Identification of multiple HPV types on spermatozoa from human sperm donors

Human papillomaviruses (HPV) may cause sexually transmitted disease. High-risk types of HPV are involved in the development of cervical cell dysplasia, whereas low-risk types may cause genital condyloma. Despite the association between HPV and cancer, donor sperm need not be tested for HPV according to European regulations. Consequently, the potential health risk of HPV transmission by donor bank sperm has not been elucidated, nor is it known how HPV is associated with sperm. The presence of 35 types of HPV was examined on DNA from semen samples of 188 Danish sperm donors using a sensitive HPV array. To examine whether HPV was associated with the sperm, in situ hybridization were performed with HPV-6, HPV-16 and -18, and HPV-31-specific probes. The prevalence of HPV-positive sperm donors was 16.0% and in 66.7% of these individuals high-risk types of HPV were detected.
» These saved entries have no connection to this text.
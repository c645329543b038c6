//! Property-based tests for line and document calculations.

use docflow_shared::types::percent_of;
use proptest::prelude::*;
use rust_decimal::Decimal;

use super::error::CalculationError;
use super::line_item::{Discount, LineItemCalculator, LineItemInput};
use super::totals::{Deposit, TotalsCalculator, TotalsParams};

/// Strategy for positive quantities (0.01 to 10,000.00).
fn quantity() -> impl Strategy<Value = Decimal> {
    (1i64..1_000_000i64).prop_map(|v| Decimal::new(v, 2))
}

/// Strategy for unit prices (0.00 to 100,000.00).
fn unit_price() -> impl Strategy<Value = Decimal> {
    (0i64..10_000_000i64).prop_map(|cents| Decimal::new(cents, 2))
}

/// Strategy for percentages (0.00 to 100.00).
fn percent() -> impl Strategy<Value = Decimal> {
    (0i64..=10_000i64).prop_map(|v| Decimal::new(v, 2))
}

fn discount() -> impl Strategy<Value = Discount> {
    prop_oneof![
        percent().prop_map(Discount::Percent),
        (0i64..100_000i64).prop_map(|cents| Discount::Amount(Decimal::new(cents, 2))),
    ]
}

fn line_input() -> impl Strategy<Value = LineItemInput> {
    (quantity(), unit_price(), discount()).prop_map(|(quantity, unit_price, discount)| {
        LineItemInput {
            quantity,
            unit_price,
            discount,
        }
    })
}

proptest! {
    #![proptest_config(ProptestConfig::with_cases(200))]

    /// Every accepted line satisfies total = base − discount with 0 ≤ discount ≤ base.
    #[test]
    fn prop_line_total_invariant(input in line_input()) {
        match LineItemCalculator::calculate(&input) {
            Ok(line) => {
                prop_assert_eq!(line.total_amount, line.base_amount - line.discount_amount);
                prop_assert!(line.discount_amount >= Decimal::ZERO);
                prop_assert!(line.discount_amount <= line.base_amount);
            }
            Err(CalculationError::Validation { field, .. }) => {
                // Only an oversized absolute discount can fail with generated input.
                prop_assert_eq!(field, "discount_amount");
                prop_assert!(matches!(input.discount, Discount::Amount(_)));
            }
            Err(other) => prop_assert!(false, "unexpected error {other:?}"),
        }
    }

    /// A percentage discount is always the rounded share of the base amount.
    #[test]
    fn prop_percent_discount_amount(q in quantity(), p in unit_price(), pct in percent()) {
        let line = LineItemCalculator::calculate(&LineItemInput {
            quantity: q,
            unit_price: p,
            discount: Discount::Percent(pct),
        }).unwrap();
        prop_assert_eq!(Some(line.discount_amount), percent_of(line.base_amount, pct));
        prop_assert_eq!(line.discount_percent, pct);
    }

    /// Figures beyond `Decimal` range are refused with a validation error.
    #[test]
    fn prop_oversized_line_is_refused(
        scale_down in 0u32..4,
        factor in 2i64..1_000i64,
        discount in discount(),
    ) {
        let quantity = Decimal::MAX / Decimal::from(10i64.pow(scale_down));
        let unit_price = Decimal::from(factor) * Decimal::from(10i64.pow(scale_down));
        let result = LineItemCalculator::calculate(&LineItemInput { quantity, unit_price, discount });
        let refused = matches!(result, Err(CalculationError::Validation { .. }));
        prop_assert!(refused);
    }

    /// Deposit never exceeds the total on success; otherwise the call fails.
    #[test]
    fn prop_deposit_never_exceeds_total(
        lines in prop::collection::vec(line_input(), 1..6),
        tax in percent(),
        wht in percent(),
        deposit_cents in 0i64..50_000_000i64,
    ) {
        let params = TotalsParams {
            tax_rate: tax,
            wht_rate: wht,
            deposit: Deposit::Amount(Decimal::new(deposit_cents, 2)),
        };
        match TotalsCalculator::calculate(&lines, &params) {
            Ok(result) => prop_assert!(result.totals.deposit_amount <= result.totals.total_amount),
            Err(CalculationError::DepositExceedsTotal { deposit_amount, total_amount }) => {
                prop_assert!(deposit_amount > total_amount);
            }
            Err(CalculationError::Validation { .. }) => {}
        }
    }

    /// Recomputing with identical inputs yields identical outputs.
    #[test]
    fn prop_totals_idempotent(
        lines in prop::collection::vec(line_input(), 0..6),
        tax in percent(),
        wht in percent(),
        deposit_pct in percent(),
    ) {
        let params = TotalsParams {
            tax_rate: tax,
            wht_rate: wht,
            deposit: Deposit::Percent(deposit_pct),
        };
        let first = TotalsCalculator::calculate(&lines, &params);
        let second = TotalsCalculator::calculate(&lines, &params);
        prop_assert_eq!(first.clone(), second);

        if let Ok(result) = first {
            let reaggregated = TotalsCalculator::aggregate(&result.lines, &params).unwrap();
            prop_assert_eq!(reaggregated, result.totals);
            prop_assert_eq!(
                result.totals.net_amount,
                result.totals.total_amount - result.totals.wht_amount
            );
        }
    }
}
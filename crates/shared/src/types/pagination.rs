//! Pagination types for list endpoints.

use serde::{Deserialize, Serialize};

/// Upper bound on `per_page` accepted from callers.
pub const MAX_PER_PAGE: u32 = 100;

/// Request parameters for paginated queries.
#[derive(Debug, Clone, Serialize, Deserialize)]
pub struct PageRequest {
    /// Page number (1-indexed).
    #[serde(default = "default_page")]
    pub page: u32,
    /// Number of items per page.
    #[serde(default = "default_per_page")]
    pub per_page: u32,
}

fn default_page() -> u32 {
    1
}

fn default_per_page() -> u32 {
    20
}

impl Default for PageRequest {
    fn default() -> Self {
        Self {
            page: default_page(),
            per_page: default_per_page(),
        }
    }
}

impl PageRequest {
    /// Returns a copy with `page >= 1` and `1 <= per_page <= MAX_PER_PAGE`.
    #[must_use]
    pub fn normalized(&self) -> Self {
        Self {
            page: self.page.max(1),
            per_page: self.per_page.clamp(1, MAX_PER_PAGE),
        }
    }

    /// Number of items to skip.
    #[must_use]
    pub fn offset(&self) -> usize {
        let page = self.normalized();
        (page.page as usize - 1) * page.per_page as usize
    }

    /// Number of items to take.
    #[must_use]
    pub fn limit(&self) -> usize {
        self.normalized().per_page as usize
    }
}

/// Response wrapper for paginated data.
#[derive(Debug, Clone, Serialize, Deserialize)]
pub struct PageResponse<T> {
    /// The items in the current page.
    pub data: Vec<T>,
    /// Pagination metadata.
    pub meta: PageMeta,
}

/// Pagination metadata.
#[derive(Debug, Clone, Serialize, Deserialize)]
pub struct PageMeta {
    /// Current page number.
    pub page: u32,
    /// Items per page.
    pub per_page: u32,
    /// Total number of items across all pages.
    pub total: u64,
    /// Total number of pages.
    pub total_pages: u32,
}

impl<T> PageResponse<T> {
    /// Creates a new paginated response.
    #[must_use]
    pub fn new(data: Vec<T>, request: &PageRequest, total: u64) -> Self {
        let request = request.normalized();
        let total_pages = if total == 0 {
            1
        } else {
            u32::try_from(total.div_ceil(u64::from(request.per_page))).unwrap_or(u32::MAX)
        };

        Self {
            data,
            meta: PageMeta {
                page: request.page,
                per_page: request.per_page,
                total,
                total_pages,
            },
        }
    }
}
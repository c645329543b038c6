//! API route definitions.

use axum::Router;

use crate::AppState;

pub mod calculations;
pub mod conversions;
pub mod documents;
pub mod fulfillment;
pub mod health;
pub mod payments;
pub mod pricing_requests;

/// Creates the API router with all routes.
pub fn api_routes() -> Router<AppState> {
    Router::new()
        .merge(health::routes())
        .merge(calculations::routes())
        .merge(pricing_requests::routes())
        .merge(documents::routes())
        .merge(conversions::routes())
        .merge(payments::routes())
        .merge(fulfillment::routes())
}
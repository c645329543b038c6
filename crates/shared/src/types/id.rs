//! Typed IDs for type-safe entity references.
//!
//! Using typed IDs prevents accidentally passing a `LineItemId` where a `DocumentId` is expected.

use serde::{Deserialize, Serialize};
use uuid::Uuid;

/// Macro to generate typed ID wrappers.
macro_rules! typed_id {
    ($name:ident, $doc:expr) => {
        #[doc = $doc]
        #[derive(Debug, Clone, Copy, PartialEq, Eq, Hash, PartialOrd, Ord, Serialize, Deserialize)]
        #[serde(transparent)]
        pub struct $name(pub Uuid);

        impl $name {
            /// Creates a new random ID using UUID v7 (time-ordered).
            #[must_use]
            pub fn new() -> Self {
                Self(Uuid::now_v7())
            }

            /// Creates an ID from an existing UUID.
            #[must_use]
            pub const fn from_uuid(uuid: Uuid) -> Self {
                Self(uuid)
            }

            /// Returns the inner UUID.
            #[must_use]
            pub const fn into_inner(self) -> Uuid {
                self.0
            }
        }

        impl Default for $name {
            fn default() -> Self {
                Self::new()
            }
        }

        impl std::fmt::Display for $name {
            fn fmt(&self, f: &mut std::fmt::Formatter<'_>) -> std::fmt::Result {
                write!(f, "{}", self.0)
            }
        }

        impl std::str::FromStr for $name {
            type Err = uuid::Error;

            fn from_str(s: &str) -> Result<Self, Self::Err> {
                Ok(Self(Uuid::parse_str(s)?))
            }
        }
    };
}

typed_id!(UserId, "Unique identifier for the user performing an operation.");
typed_id!(CustomerId, "Unique identifier for a customer (owned by the customer directory).");
typed_id!(ProductId, "Unique identifier for a catalog product.");
typed_id!(DocumentId, "Unique identifier for a quotation, invoice, receipt or delivery note.");
typed_id!(LineItemId, "Unique identifier for a line item within a document.");
typed_id!(PricingRequestId, "Unique identifier for a pricing request.");
// Licensed to the Apache Software Foundation (ASF) under one
// or more contributor license agreements.  See the NOTICE file
// distributed with this work for additional information
// regarding copyright ownership.  The ASF licenses this file
// to you under the Apache License, Version 2.0 (the
// "License"); you may not use this file except in compliance
// with the License.  You may obtain a copy of the License at
//
//   http://www.apache.org/licenses/LICENSE-2.0
//
// Unless required by applicable law or agreed to in writing,
// software distributed under the License is distributed on an
// "AS IS" BASIS, WITHOUT WARRANTIES OR CONDITIONS OF ANY
// KIND, either express or implied.  See the License for the
// specific language governing permissions and limitations
// under the License.
pub mod chunk;
pub mod expr;
pub(crate) mod hash_table;
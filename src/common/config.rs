// Licensed to the Apache Software Foundation (ASF) under one
// or more contributor license agreements.  See the NOTICE file
// distributed with this work for additional information
// regarding copyright ownership.  The ASF licenses this file
// to you under the Apache License, Version 2.0 (the
// "License"); you may not use this file except in compliance
// with the License.  You may obtain a copy of the License at
//
//   http://www.apache.org/licenses/LICENSE-2.0
//
// Unless required by applicable law or agreed to in writing,
// software distributed under the License is distributed on an
// "AS IS" BASIS, WITHOUT WARRANTIES OR CONDITIONS OF ANY
// KIND, either express or implied.  See the License for the
// specific language governing permissions and limitations
// under the License.
use crate::arrayfn_config::config as arrayfn_app_config;

pub(crate) fn dedup_initial_capacity() -> usize {
    arrayfn_app_config()
        .ok()
        .map(|c| c.runtime.dedup_initial_capacity)
        .unwrap_or(512)
}

pub(crate) fn log_function_calls() -> bool {
    arrayfn_app_config()
        .ok()
        .map(|c| c.debug.log_function_calls)
        .unwrap_or(false)
}
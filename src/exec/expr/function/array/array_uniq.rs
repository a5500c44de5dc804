// Licensed to the Apache Software Foundation (ASF) under one
// or more contributor license agreements.  See the NOTICE file
// distributed with this work for additional information
// regarding copyright ownership.  The ASF licenses this file
// to you under the Apache License, Version 2.0 (the
// "License"); you may not use this file except in compliance
// with the License.  You may obtain a copy of the License at
//
//   http://www.apache.org/licenses/LICENSE-2.0
//
// Unless required by applicable law or agreed to in writing,
// software distributed under the License is distributed on an
// "AS IS" BASIS, WITHOUT WARRANTIES OR CONDITIONS OF ANY
// KIND, either express or implied.  See the License for the
// specific language governing permissions and limitations
// under the License.
use arrow::datatypes::DataType;

use crate::common::error::Result;
use crate::exec::chunk::Column;

use super::common::expect_array_type;
use super::dedup::{DedupOutput, eval_dedup};

const FN_NAME: &str = "arrayUniq";

pub(super) fn return_type_array_uniq(args: &[Column]) -> Result<DataType> {
    for (pos, arg) in args.iter().enumerate() {
        expect_array_type(arg.data_type(), FN_NAME, pos + 1)?;
    }
    Ok(DataType::UInt32)
}

/// Number of distinct elements (or zipped tuples) per row. All nulls of a
/// row count as one value.
pub(super) fn eval_array_uniq(args: &[Column], _result_type: &DataType, rows: usize) -> Result<Column> {
    eval_dedup(args, rows, FN_NAME, DedupOutput::Count)
}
In 5.3% of sperm donors, two or more HPV types were detected. Among all identified HPV types, 61.9% were high-risk types. In situ hybridization experiments identified HPV genomes particularly protruding from the equatorial segment and the tail of the sperm. Semen samples from more than one in seven healthy Danish donors contain HPV, most of them of high-risk types binding to the equatorial segment of the sperm cell. Most HPV-positive sperm showed decreased staining with DAPI, indicative of reduced content of DNA. Our data demonstrate that oncogenic HPV types are frequent in men.